*Task instructions*: Filter the material below down to the lines with the word "types" and give those lines.
** Opening Records supplied block **
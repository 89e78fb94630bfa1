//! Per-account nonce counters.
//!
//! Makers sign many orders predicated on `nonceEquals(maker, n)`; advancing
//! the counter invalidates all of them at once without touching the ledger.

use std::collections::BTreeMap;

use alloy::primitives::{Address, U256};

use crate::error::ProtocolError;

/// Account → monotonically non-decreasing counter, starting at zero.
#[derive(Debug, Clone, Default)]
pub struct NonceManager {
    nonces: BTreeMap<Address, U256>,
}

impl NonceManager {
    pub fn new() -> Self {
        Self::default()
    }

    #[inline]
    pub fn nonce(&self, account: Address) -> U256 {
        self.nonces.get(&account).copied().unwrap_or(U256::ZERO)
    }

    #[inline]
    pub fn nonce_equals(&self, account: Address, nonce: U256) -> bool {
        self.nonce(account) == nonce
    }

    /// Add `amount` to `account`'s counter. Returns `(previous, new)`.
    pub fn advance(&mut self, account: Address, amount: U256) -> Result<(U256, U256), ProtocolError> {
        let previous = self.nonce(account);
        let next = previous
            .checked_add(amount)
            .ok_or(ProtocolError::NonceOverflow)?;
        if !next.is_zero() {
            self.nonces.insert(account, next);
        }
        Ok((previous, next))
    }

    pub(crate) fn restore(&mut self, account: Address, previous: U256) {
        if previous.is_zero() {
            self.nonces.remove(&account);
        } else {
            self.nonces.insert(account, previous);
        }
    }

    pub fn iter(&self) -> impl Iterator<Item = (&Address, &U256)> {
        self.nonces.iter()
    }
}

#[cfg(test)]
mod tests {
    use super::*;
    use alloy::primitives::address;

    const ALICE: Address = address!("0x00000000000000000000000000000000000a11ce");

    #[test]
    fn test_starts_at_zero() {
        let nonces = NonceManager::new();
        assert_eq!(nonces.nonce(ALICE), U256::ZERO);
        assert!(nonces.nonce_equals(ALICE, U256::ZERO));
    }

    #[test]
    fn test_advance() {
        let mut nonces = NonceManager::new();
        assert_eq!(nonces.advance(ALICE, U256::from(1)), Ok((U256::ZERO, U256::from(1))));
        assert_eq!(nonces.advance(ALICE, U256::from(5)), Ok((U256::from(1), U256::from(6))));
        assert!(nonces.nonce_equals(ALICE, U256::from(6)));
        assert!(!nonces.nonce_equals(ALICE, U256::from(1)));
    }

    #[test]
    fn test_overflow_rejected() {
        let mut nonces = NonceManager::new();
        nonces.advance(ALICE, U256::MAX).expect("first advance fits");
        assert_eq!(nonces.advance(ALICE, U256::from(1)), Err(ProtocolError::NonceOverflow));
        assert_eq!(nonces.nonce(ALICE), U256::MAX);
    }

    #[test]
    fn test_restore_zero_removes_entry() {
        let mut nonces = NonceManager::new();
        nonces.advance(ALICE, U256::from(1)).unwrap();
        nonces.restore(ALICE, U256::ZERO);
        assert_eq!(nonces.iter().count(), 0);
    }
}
** Closing Records supplied block **
** Opening Records supplied block **
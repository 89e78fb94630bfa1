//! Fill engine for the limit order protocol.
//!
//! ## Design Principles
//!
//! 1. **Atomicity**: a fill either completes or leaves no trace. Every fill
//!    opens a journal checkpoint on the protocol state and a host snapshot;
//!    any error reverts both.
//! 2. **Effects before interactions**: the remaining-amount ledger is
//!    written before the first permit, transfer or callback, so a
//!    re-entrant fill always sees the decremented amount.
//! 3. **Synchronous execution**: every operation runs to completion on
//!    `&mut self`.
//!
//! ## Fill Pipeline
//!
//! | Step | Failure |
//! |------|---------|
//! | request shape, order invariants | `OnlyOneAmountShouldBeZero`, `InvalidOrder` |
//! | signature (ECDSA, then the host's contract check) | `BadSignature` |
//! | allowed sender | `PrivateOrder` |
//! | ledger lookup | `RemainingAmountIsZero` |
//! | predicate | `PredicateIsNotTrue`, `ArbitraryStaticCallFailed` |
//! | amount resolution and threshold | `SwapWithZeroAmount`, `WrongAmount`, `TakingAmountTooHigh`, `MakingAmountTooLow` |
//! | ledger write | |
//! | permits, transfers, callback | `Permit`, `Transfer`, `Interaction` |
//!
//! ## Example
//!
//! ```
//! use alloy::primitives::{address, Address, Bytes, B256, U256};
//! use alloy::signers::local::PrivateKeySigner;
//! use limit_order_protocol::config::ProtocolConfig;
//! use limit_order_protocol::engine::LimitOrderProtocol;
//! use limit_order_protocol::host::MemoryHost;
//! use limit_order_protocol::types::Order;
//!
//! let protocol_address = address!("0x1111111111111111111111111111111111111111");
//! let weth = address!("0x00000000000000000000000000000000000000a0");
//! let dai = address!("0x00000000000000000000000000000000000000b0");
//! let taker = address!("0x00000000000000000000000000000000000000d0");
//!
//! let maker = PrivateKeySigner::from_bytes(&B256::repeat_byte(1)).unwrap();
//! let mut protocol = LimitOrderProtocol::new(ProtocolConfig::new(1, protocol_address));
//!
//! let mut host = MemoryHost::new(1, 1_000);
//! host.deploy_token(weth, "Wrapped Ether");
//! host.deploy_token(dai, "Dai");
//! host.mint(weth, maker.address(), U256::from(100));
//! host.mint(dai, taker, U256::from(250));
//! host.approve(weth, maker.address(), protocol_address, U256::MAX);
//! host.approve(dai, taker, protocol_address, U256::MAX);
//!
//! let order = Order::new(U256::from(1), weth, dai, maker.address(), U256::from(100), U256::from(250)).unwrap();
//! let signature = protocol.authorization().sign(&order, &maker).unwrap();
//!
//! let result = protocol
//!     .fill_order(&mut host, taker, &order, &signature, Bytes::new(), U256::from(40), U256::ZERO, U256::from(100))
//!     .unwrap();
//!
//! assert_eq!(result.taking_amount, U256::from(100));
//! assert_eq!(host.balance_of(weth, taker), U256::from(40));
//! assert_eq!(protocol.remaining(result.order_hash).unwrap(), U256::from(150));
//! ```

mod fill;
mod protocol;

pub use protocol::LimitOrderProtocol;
** Closing Records supplied block **
** Opening Records supplied block **
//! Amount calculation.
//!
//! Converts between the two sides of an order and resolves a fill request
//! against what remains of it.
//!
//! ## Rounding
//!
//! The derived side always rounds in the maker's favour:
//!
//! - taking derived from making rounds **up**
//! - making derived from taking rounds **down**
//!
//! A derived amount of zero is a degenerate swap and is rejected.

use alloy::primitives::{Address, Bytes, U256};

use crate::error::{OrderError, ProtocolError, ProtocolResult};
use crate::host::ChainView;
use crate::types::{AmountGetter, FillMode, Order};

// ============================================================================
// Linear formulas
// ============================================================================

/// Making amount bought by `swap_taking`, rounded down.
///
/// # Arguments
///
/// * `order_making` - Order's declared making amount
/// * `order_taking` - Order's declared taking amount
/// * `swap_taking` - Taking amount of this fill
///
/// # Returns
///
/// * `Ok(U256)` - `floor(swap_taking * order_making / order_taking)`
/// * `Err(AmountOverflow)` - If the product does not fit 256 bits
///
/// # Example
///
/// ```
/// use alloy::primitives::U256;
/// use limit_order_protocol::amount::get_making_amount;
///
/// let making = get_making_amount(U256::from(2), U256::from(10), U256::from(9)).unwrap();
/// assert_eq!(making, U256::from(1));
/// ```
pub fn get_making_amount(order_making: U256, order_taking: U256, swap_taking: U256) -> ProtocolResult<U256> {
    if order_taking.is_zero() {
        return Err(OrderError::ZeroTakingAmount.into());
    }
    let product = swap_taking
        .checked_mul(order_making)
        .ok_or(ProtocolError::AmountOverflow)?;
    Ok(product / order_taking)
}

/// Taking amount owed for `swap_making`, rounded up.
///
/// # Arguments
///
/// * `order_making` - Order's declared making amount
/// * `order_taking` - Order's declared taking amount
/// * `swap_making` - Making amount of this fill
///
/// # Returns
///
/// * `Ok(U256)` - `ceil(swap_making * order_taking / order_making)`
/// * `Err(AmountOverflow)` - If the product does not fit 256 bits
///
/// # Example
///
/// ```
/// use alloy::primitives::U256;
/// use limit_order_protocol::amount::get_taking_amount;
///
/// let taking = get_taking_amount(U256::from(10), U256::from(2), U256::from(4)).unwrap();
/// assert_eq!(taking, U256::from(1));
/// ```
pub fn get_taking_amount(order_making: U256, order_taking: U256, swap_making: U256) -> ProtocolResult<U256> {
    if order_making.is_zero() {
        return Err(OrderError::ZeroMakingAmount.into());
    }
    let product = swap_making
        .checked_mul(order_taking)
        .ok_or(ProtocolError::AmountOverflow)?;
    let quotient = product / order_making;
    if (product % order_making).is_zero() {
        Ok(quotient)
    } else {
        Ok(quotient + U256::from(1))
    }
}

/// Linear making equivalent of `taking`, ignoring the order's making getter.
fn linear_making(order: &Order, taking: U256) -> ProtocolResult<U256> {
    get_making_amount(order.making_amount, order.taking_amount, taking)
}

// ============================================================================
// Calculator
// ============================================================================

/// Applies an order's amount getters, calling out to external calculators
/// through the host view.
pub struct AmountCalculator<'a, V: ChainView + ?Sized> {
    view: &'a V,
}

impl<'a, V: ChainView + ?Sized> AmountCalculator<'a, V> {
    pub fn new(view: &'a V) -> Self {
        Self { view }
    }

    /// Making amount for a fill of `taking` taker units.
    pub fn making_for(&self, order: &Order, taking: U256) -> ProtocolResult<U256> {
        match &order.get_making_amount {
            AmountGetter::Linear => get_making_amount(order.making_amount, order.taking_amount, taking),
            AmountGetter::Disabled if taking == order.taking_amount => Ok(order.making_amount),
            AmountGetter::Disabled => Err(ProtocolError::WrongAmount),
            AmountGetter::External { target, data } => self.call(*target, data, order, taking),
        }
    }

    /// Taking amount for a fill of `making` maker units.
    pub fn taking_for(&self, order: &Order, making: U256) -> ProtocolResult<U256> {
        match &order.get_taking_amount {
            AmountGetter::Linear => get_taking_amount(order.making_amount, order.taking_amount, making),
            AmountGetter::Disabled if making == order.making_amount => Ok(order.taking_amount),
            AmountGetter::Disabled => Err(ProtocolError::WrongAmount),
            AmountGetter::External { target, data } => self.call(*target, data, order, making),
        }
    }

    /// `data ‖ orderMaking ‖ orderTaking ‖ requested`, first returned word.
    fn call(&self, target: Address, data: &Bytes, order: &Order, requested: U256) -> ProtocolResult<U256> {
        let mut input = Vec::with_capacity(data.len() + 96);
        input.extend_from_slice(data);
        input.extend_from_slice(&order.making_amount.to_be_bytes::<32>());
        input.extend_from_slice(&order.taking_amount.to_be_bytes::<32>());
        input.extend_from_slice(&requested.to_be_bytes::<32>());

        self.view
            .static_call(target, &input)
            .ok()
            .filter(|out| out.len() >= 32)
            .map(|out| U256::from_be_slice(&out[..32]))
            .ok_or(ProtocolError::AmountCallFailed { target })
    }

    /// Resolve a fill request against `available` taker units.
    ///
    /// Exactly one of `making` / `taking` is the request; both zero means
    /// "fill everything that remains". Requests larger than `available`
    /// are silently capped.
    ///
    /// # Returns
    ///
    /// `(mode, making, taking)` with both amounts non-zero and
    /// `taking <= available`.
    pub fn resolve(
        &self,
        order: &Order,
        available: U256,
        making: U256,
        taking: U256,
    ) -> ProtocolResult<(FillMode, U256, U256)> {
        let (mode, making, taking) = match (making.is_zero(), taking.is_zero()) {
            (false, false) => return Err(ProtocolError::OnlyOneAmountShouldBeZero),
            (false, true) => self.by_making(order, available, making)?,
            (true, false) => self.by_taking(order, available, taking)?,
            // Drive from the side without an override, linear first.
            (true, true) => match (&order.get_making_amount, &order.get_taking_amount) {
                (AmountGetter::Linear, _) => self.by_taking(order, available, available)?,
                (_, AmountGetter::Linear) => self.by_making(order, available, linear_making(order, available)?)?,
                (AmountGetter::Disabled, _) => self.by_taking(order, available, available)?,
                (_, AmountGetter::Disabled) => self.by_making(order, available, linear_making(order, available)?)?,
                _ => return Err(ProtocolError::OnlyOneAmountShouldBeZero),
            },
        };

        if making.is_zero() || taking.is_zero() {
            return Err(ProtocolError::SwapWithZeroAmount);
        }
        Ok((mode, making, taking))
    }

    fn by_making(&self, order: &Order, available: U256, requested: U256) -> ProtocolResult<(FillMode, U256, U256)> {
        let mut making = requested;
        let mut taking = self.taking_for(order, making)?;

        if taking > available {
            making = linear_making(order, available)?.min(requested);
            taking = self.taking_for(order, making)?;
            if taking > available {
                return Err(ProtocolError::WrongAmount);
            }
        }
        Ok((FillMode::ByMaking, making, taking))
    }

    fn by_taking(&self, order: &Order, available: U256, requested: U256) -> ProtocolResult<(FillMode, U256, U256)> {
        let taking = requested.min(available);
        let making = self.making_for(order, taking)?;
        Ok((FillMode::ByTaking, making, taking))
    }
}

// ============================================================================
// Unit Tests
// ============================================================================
** Closing Records supplied block **
*Your solution*:
//! use limit_order_protocol::types::Order;
use crate::types::{AmountGetter, FillMode, Order};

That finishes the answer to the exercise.